WORK INSTRUCTION:
I would like every entry below written out exactly.

[Stored data entries]
------------------------

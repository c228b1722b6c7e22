//! Wiegand parity windows.
//!
//! Every parity-protected Wiegand frame has the same shape: a leading
//! even-parity bit, a payload of `n - 2` bits, and a trailing odd-parity bit.
//! The leading bit covers the first half of the payload, the trailing bit the
//! second half:
//!
//! ```text
//!  bit n-1                                   bit 0
//!  ┌────┬──────────────┬──────────────┬────┐
//!  │ EP │ leading half │ trailing half│ OP │
//!  └────┴──────────────┴──────────────┴────┘
//!   even over ◄──────►  odd over ◄─────────►
//! ```
//!
//! Single-key frames use 2-bit halves, 26-bit frames use 12-bit halves.

use wiegand_core::constants::all_ones;

/// XOR-fold of all bits in `value` (1 when the set-bit count is odd).
#[must_use]
pub fn xor_fold(value: u32) -> u32 {
    value.count_ones() & 1
}

/// Bit masks of the even (leading) and odd (trailing) parity windows.
///
/// Each window includes its own parity bit. Frames shorter than 4 bits have
/// no payload to protect and yield empty windows.
///
/// # Examples
///
/// ```
/// use wiegand_protocol::parity::parity_windows;
///
/// assert_eq!(parity_windows(6), (0b111000, 0b000111));
/// assert_eq!(parity_windows(26), (0x3FFE000, 0x1FFF));
/// ```
#[must_use]
pub fn parity_windows(bit_count: u8) -> (u32, u32) {
    if bit_count < 4 {
        return (0, 0);
    }
    let half = (bit_count - 2) / 2;
    let even = all_ones(half + 1) << (bit_count - half - 1);
    let odd = all_ones(half + 1);
    (even, odd)
}

/// Check both parity windows of a right-aligned frame.
///
/// The leading window must hold an even number of set bits and the trailing
/// window an odd number.
///
/// # Examples
///
/// ```
/// use wiegand_protocol::parity::check_parity;
///
/// // Key '5' in SKW06RF: 1 0101 0
/// assert!(check_parity(0b101010, 6));
/// // Same key with the odd-parity bit flipped
/// assert!(!check_parity(0b101011, 6));
/// ```
#[must_use]
pub fn check_parity(bits: u32, bit_count: u8) -> bool {
    if bit_count < 4 {
        return false;
    }
    let (even, odd) = parity_windows(bit_count);
    xor_fold(bits & even) == 0 && xor_fold(bits & odd) == 1
}

/// Wrap a payload in leading even and trailing odd parity bits.
///
/// `payload_len` is the payload width in bits; the returned frame is
/// `payload_len + 2` bits wide.
///
/// # Examples
///
/// ```
/// use wiegand_protocol::parity::{check_parity, with_parity};
///
/// let frame = with_parity(0b1011, 4);
/// assert_eq!(frame, 0b110111);
/// assert!(check_parity(frame, 6));
/// ```
#[must_use]
pub fn with_parity(payload: u32, payload_len: u8) -> u32 {
    let payload = payload & all_ones(payload_len);
    let half = payload_len / 2;
    let leading = payload >> (payload_len - half);
    let trailing = payload & all_ones(payload_len - half);

    let even_bit = xor_fold(leading);
    let odd_bit = xor_fold(trailing) ^ 1;

    (even_bit << (payload_len + 1)) | (payload << 1) | odd_bit
}

#[cfg(test)]
mod tests {
    use super::*;

    #[test]
    fn test_xor_fold() {
        assert_eq!(xor_fold(0), 0);
        assert_eq!(xor_fold(0b1), 1);
        assert_eq!(xor_fold(0b11), 0);
        assert_eq!(xor_fold(0b10110), 1);
        assert_eq!(xor_fold(u32::MAX), 0);
    }

    #[test]
    fn test_parity_windows_8_bits() {
        // Not used by any format but the shape still holds: 3-bit halves.
        assert_eq!(parity_windows(8), (0b1111_0000, 0b0000_1111));
    }

    #[test]
    fn test_parity_windows_too_short() {
        assert_eq!(parity_windows(0), (0, 0));
        assert_eq!(parity_windows(3), (0, 0));
        assert!(!check_parity(0b101, 3));
    }

    #[test]
    fn test_check_parity_vendor_rows() {
        // SKW06RF table rows: 0, 3, 7, *, #
        for row in [0b110100, 0b000111, 0b101111, 0b110111, 0b011100] {
            assert!(check_parity(row, 6), "row {row:06b}");
        }
    }

    #[test]
    fn test_check_parity_single_bit_flips_detected() {
        let frame = with_parity(0x0C_1000, 24);
        assert!(check_parity(frame, 26));
        for bit in 0..26 {
            assert!(!check_parity(frame ^ (1 << bit), 26), "flip at {bit}");
        }
    }

    #[test]
    fn test_with_parity_card() {
        // Facility 12, code 4096: leading 12 bits 0x0C1 have three ones,
        // trailing 12 bits are zero.
        let frame = with_parity(0x0C_1000, 24);
        assert_eq!(frame, (1 << 25) | (0x0C_1000 << 1) | 1);
    }
}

------------------------

ANSWER TO THIS EXERCISE:
repository c228b1722b6c7e22
//! Wiegand parity windows.
//!
//! Every parity-protected Wiegand frame has the same shape: a leading
//! even-parity bit, a payload of `n - 2` bits, and a trailing odd-parity bit.
//! The leading bit covers the first half of the payload, the trailing bit the
//! second half:
//!
//! ```text
//!  bit n-1                                   bit 0
//!  ┌────┬──────────────┬──────────────┬────┐
//!  │ EP │ leading half │ trailing half│ OP │
//!  └────┴──────────────┴──────────────┴────┘
//!   even over ◄──────►  odd over ◄─────────►
//! ```
//!
//! Single-key frames use 2-bit halves, 26-bit frames use 12-bit halves.

use wiegand_core::constants::all_ones;

/// XOR-fold of all bits in `value` (1 when the set-bit count is odd).
#[must_use]
pub fn xor_fold(value: u32) -> u32 {
    value.count_ones() & 1
}

/// Bit masks of the even (leading) and odd (trailing) parity windows.
///
/// Each window includes its own parity bit. Frames shorter than 4 bits have
/// no payload to protect and yield empty windows.
///
/// # Examples
///
/// ```
/// use wiegand_protocol::parity::parity_windows;
///
/// assert_eq!(parity_windows(6), (0b111000, 0b000111));
/// assert_eq!(parity_windows(26), (0x3FFE000, 0x1FFF));
/// ```
#[must_use]
pub fn parity_windows(bit_count: u8) -> (u32, u32) {
    if bit_count < 4 {
        return (0, 0);
    }
    let half = (bit_count - 2) / 2;
    let even = all_ones(half + 1) << (bit_count - half - 1);
    let odd = all_ones(half + 1);
    (even, odd)
}

/// Check both parity windows of a right-aligned frame.
///
/// The leading window must hold an even number of set bits and the trailing
/// window an odd number.
///
/// # Examples
///
/// ```
/// use wiegand_protocol::parity::check_parity;
///
/// // Key '5' in SKW06RF: 1 0101 0
/// assert!(check_parity(0b101010, 6));
/// // Same key with the odd-parity bit flipped
/// assert!(!check_parity(0b101011, 6));
/// ```
#[must_use]
pub fn check_parity(bits: u32, bit_count: u8) -> bool {
    if bit_count < 4 {
        return false;
    }
    let (even, odd) = parity_windows(bit_count);
    xor_fold(bits & even) == 0 && xor_fold(bits & odd) == 1
}

/// Wrap a payload in leading even and trailing odd parity bits.
///
/// `payload_len` is the payload width in bits; the returned frame is
/// `payload_len + 2` bits wide.
///
/// # Examples
///
/// ```
/// use wiegand_protocol::parity::{check_parity, with_parity};
///
/// let frame = with_parity(0b1011, 4);
/// assert_eq!(frame, 0b110111);
/// assert!(check_parity(frame, 6));
/// ```
#[must_use]
pub fn with_parity(payload: u32, payload_len: u8) -> u32 {
    let payload = payload & all_ones(payload_len);
    let half = payload_len / 2;
    let leading = payload >> (payload_len - half);
    let trailing = payload & all_ones(payload_len - half);

    let even_bit = xor_fold(leading);
    let odd_bit = xor_fold(trailing) ^ 1;

    (even_bit << (payload_len + 1)) | (payload << 1) | odd_bit
}

#[cfg(test)]
mod tests {
    use super::*;

    #[test]
    fn test_xor_fold() {
        assert_eq!(xor_fold(0), 0);
        assert_eq!(xor_fold(0b1), 1);
        assert_eq!(xor_fold(0b11), 0);
        assert_eq!(xor_fold(0b10110), 1);
        assert_eq!(xor_fold(u32::MAX), 0);
    }

    #[test]
    fn test_parity_windows_8_bits() {
        // Not used by any format but the shape still holds: 3-bit halves.
        assert_eq!(parity_windows(8), (0b1111_0000, 0b0000_1111));
    }

    #[test]
    fn test_parity_windows_too_short() {
        assert_eq!(parity_windows(0), (0, 0));
        assert_eq!(parity_windows(3), (0, 0));
        assert!(!check_parity(0b101, 3));
    }

    #[test]
    fn test_check_parity_vendor_rows() {
        // SKW06RF table rows: 0, 3, 7, *, #
        for row in [0b110100, 0b000111, 0b101111, 0b110111, 0b011100] {
            assert!(check_parity(row, 6), "row {row:06b}");
        }
    }

    #[test]
    fn test_check_parity_single_bit_flips_detected() {
        let frame = with_parity(0x0C_1000, 24);
        assert!(check_parity(frame, 26));
        for bit in 0..26 {
            assert!(!check_parity(frame ^ (1 << bit), 26), "flip at {bit}");
        }
    }

    #[test]
    fn test_with_parity_card() {
        // Facility 12, code 4096: leading 12 bits 0x0C1 have three ones,
        // trailing 12 bits are zero.
        let frame = with_parity(0x0C_1000, 24);
        assert_eq!(frame, (1 << 25) | (0x0C_1000 << 1) | 1);
    }
}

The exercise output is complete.